11.07.2010 · Von Peter Sturm
Jahrzehntelang hat Japan die Welt durch Rekorde in seiner Wirtschaft beeindruckt oder gar das Fürchten gelehrt. Mittlerweile müssen die Freunde Japans allmählich um die politische Handlungsfähigkeit des Partners fürchten. Nicht nur wechseln etwa im Jahresrhythmus die Ministerpräsidenten. Auch die jeweils regierenden Parteien verspielen so schnell ihr gerade erst gewonnenes Ansehen, dass es einem die Sprache verschlägt. Neuestes Opfer des japanischen Volkszorns ist Ministerpräsident Naoto Kan, der erst vor etwa einem Monat ins Amt kam.
Diese Tatsache könnte jetzt sein politisches Überleben sichern, denn nicht einmal im Japan dieser Tage kann man in so kurzer Zeit so viel falsch machen, dass die Wähler sich so massiv von einem abwenden. Die deutliche Niederlage der Demokratischen Partei (DPJ) bei den Teilwahlen zum Oberhaus muss man vielmehr Kans Vorgänger Hatoyama ankreiden, dem strahlenden Sieger der Unterhauswahl im vergangenen Jahr. Der hatte seinen Kredit durch Unentschlossenheit in manchen innenpolitischen Fragen und große Unbeholfenheit in der Außenpolitik verspielt. Bezeichnend für die Stimmung im Land ist das gute Abschneiden der ehemaligen Regierungspartei. Die Liberaldemokraten (LDP) galten nach ihrer schweren Niederlage im vergangenen Jahr als politisch tot. Seitdem wurde die LDP durch Abspaltungen einzelner Gruppierungen zusätzlich geschwächt.
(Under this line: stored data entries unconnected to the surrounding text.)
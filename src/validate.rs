//! Input validation for room ids, usernames, and whiteboard actions.
//!
//! All functions are pure: they never mutate state, and callers reject the
//! triggering event (signalling the originating connection only) on failure.

use crate::rooms::action::Action;

/// Maximum stroke width accepted for any drawing action.
const MAX_STROKE_WIDTH: f64 = 100.0;

/// A room id is alphanumeric plus `_`/`-`, at least 5 characters.
/// Accepts both generated ids (`room_<ts>_<hex>`) and user-entered ones.
pub fn validate_room_id(room_id: &str) -> bool {
    room_id.len() >= 5
        && room_id
            .chars()
            .all(|c| c.is_ascii_alphanumeric() || c == '_' || c == '-')
}

/// A username is 1-30 characters after trimming, alphanumeric and spaces.
pub fn validate_username(username: &str) -> bool {
    let trimmed = username.trim();
    let len = trimmed.chars().count();
    len >= 1
        && len <= 30
        && trimmed
            .chars()
            .all(|c| c.is_ascii_alphanumeric() || c.is_whitespace())
}

/// Validate a decoded whiteboard action.
///
/// The tagged decode already guarantees the `kind` is recognized and fields
/// are well-typed; this checks the numeric bounds: finite coordinates for
/// every non-clear kind, and strokeWidth within [0, 100] when present.
/// Shape/text-specific fields are deliberately not bounds-checked further.
pub fn validate_action(action: &Action) -> bool {
    let finite = |v: Option<f64>| v.is_none_or(f64::is_finite);

    let geometry_ok = match action {
        Action::Clear => return true,
        Action::Draw(seg) | Action::Erase(seg) | Action::Brush(seg) => {
            seg.x.is_finite()
                && seg.y.is_finite()
                && finite(seg.prev_x)
                && finite(seg.prev_y)
        }
        Action::Shape(shape) => {
            shape.x.is_finite()
                && shape.y.is_finite()
                && finite(shape.start_x)
                && finite(shape.start_y)
        }
        Action::Text(text) => text.x.is_finite() && text.y.is_finite(),
    };

    geometry_ok
        && action
            .stroke_width()
            .is_none_or(|w| w.is_finite() && (0.0..=MAX_STROKE_WIDTH).contains(&w))
}

#[cfg(test)]
mod tests {
    use super::*;
    use crate::rooms::action::Segment;

    fn segment(x: f64, y: f64, stroke_width: Option<f64>) -> Segment {
        Segment {
            x,
            y,
            prev_x: None,
            prev_y: None,
            color: Some("#000000".to_string()),
            stroke_width,
            timestamp: None,
        }
    }

    #[test]
    fn room_id_format() {
        assert!(validate_room_id("abc12"));
        assert!(validate_room_id("room_m4k2_deadbeef"));
        assert!(validate_room_id("with-dash_and_underscore1"));
        assert!(!validate_room_id("abcd")); // too short
        assert!(!validate_room_id(""));
        assert!(!validate_room_id("has space"));
        assert!(!validate_room_id("bad!chars"));
    }

    #[test]
    fn username_format() {
        assert!(validate_username("alice"));
        assert!(validate_username("Alice Smith 2"));
        assert!(validate_username("  padded  ")); // trimmed before checks
        assert!(!validate_username(""));
        assert!(!validate_username("   "));
        assert!(!validate_username("a".repeat(31).as_str()));
        assert!(validate_username("a".repeat(30).as_str()));
        assert!(!validate_username("no@symbols"));
    }

    #[test]
    fn draw_requires_finite_coordinates() {
        assert!(validate_action(&Action::Draw(segment(1.0, 2.0, Some(2.0)))));
        assert!(!validate_action(&Action::Draw(segment(f64::NAN, 2.0, None))));
        assert!(!validate_action(&Action::Draw(segment(
            1.0,
            f64::INFINITY,
            None
        ))));
    }

    #[test]
    fn stroke_width_bounds() {
        assert!(validate_action(&Action::Erase(segment(0.0, 0.0, Some(0.0)))));
        assert!(validate_action(&Action::Erase(segment(
            0.0,
            0.0,
            Some(100.0)
        ))));
        assert!(!validate_action(&Action::Erase(segment(
            0.0,
            0.0,
            Some(-1.0)
        ))));
        assert!(!validate_action(&Action::Erase(segment(
            0.0,
            0.0,
            Some(100.5)
        ))));
    }

    #[test]
    fn clear_always_passes() {
        assert!(validate_action(&Action::Clear));
    }

    #[test]
    fn validation_is_deterministic() {
        let action = Action::Draw(segment(10.0, 10.0, Some(2.0)));
        for _ in 0..3 {
            assert!(validate_action(&action));
        }
    }
}
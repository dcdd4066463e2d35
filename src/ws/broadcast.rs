//! Broadcast helpers for room-scoped server events.
//!
//! Callers hold the room's lock while broadcasting, so every member
//! observes events for that room in the same total order. Sends are
//! unbounded-channel pushes and never block.

use axum::extract::ws::Message;

use crate::rooms::Room;
use crate::ws::protocol::ServerEvent;

/// Broadcast an event to every member of the room, optionally excluding
/// one connection (the originator).
pub fn broadcast_to_room(room: &Room, event: &ServerEvent, exclude_connection: Option<&str>) {
    let text = match serde_json::to_string(event) {
        Ok(text) => text,
        Err(e) => {
            tracing::error!(error = %e, "Failed to encode broadcast event");
            return;
        }
    };
    let msg = Message::Text(text.into());

    for member in room.roster.members() {
        if exclude_connection == Some(member.connection_id.as_str()) {
            continue;
        }
        // A closed sender means the member's actor is shutting down; its
        // own disconnect path removes it from the roster.
        let _ = member.sender.send(msg.clone());
    }
}

/// Broadcast to every member except the originating connection.
pub fn broadcast_to_others(room: &Room, event: &ServerEvent, origin_connection: &str) {
    broadcast_to_room(room, event, Some(origin_connection));
}

/// Broadcast to every member including the originating connection.
pub fn broadcast_to_all(room: &Room, event: &ServerEvent) {
    broadcast_to_room(room, event, None);
}
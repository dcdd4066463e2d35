//! Append-only action log for one room.
//!
//! The log itself is a plain sequence; atomicity of append/clear/snapshot
//! against concurrent connections comes from the owning room's mutex, which
//! is held across every mutation of that room.

use crate::rooms::action::Action;

#[derive(Debug, Default)]
pub struct ActionLog {
    actions: Vec<Action>,
}

impl ActionLog {
    pub fn new() -> Self {
        Self::default()
    }

    /// Append an already-validated action. Appends are never reordered:
    /// the caller serializes them per room.
    pub fn append(&mut self, action: Action) {
        self.actions.push(action);
    }

    /// Replace the log with an empty sequence. The one destructive
    /// operation; an append applied after this lands in the fresh log.
    pub fn clear(&mut self) {
        self.actions.clear();
    }

    /// Replace the whole log (REST snapshot save path).
    pub fn replace(&mut self, actions: Vec<Action>) {
        self.actions = actions;
    }

    /// Ordered copy of the log for replay to a joining client.
    pub fn snapshot(&self) -> Vec<Action> {
        self.actions.clone()
    }

    pub fn len(&self) -> usize {
        self.actions.len()
    }

    pub fn is_empty(&self) -> bool {
        self.actions.is_empty()
    }
}
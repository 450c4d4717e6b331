// Copyright (c) Mysten Labs, Inc.
// SPDX-License-Identifier: Apache-2.0

use crate::error::ConsensusResult;
use bytes::Bytes;
use crypto::NodeId;

/// The wire is a black box to consensus: reliable in-order delivery per
/// connection, loss and reordering across connections handled by quorum
/// redundancy and view changes.
#[async_trait::async_trait]
pub trait Transport: Send + Sync + 'static {
    /// Queues `payload` for delivery to `dest`. Must not block on the
    /// remote end.
    async fn send(&self, dest: NodeId, payload: Bytes) -> ConsensusResult<()>;

    /// The next inbound frame, or `None` once the transport has shut
    /// down.
    async fn recv(&self) -> Option<Bytes>;
}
Aber im Gedächtnis vieler Wähler erscheint die jahrzehntelange LDP-Herrschaft offenbar schon wieder als gute alte Zeit.
Der eigentliche Wahlverlierer Hatoyama ist schon vor Wochen zurückgetreten. Deshalb darf man gespannt sein, welche politischen Konsequenzen diese Wahl nach sich ziehen wird. Ein Vertreter der DPJ nannte das Ergebnis "schwierig". Das ist eine gewaltige Untertreibung, denn faktisch ist die Regierung Kan gelähmt. Lediglich für internationale Verträge und das Haushaltsgesetz ist sie nicht auf die Zustimmung des Oberhauses angewiesen. In allen anderen Fällen muss sie sich entweder vorher mit der Opposition arrangieren, oder den waghalsigen Versuch unternehmen, mit Hilfe einer Zweidrittelmehrheit im Unterhaus den Einspruch der zweiten Kammer zu überstimmen. Es könnte zu ganz neuen Konstellationen kommen. Stabilität sieht anders aus.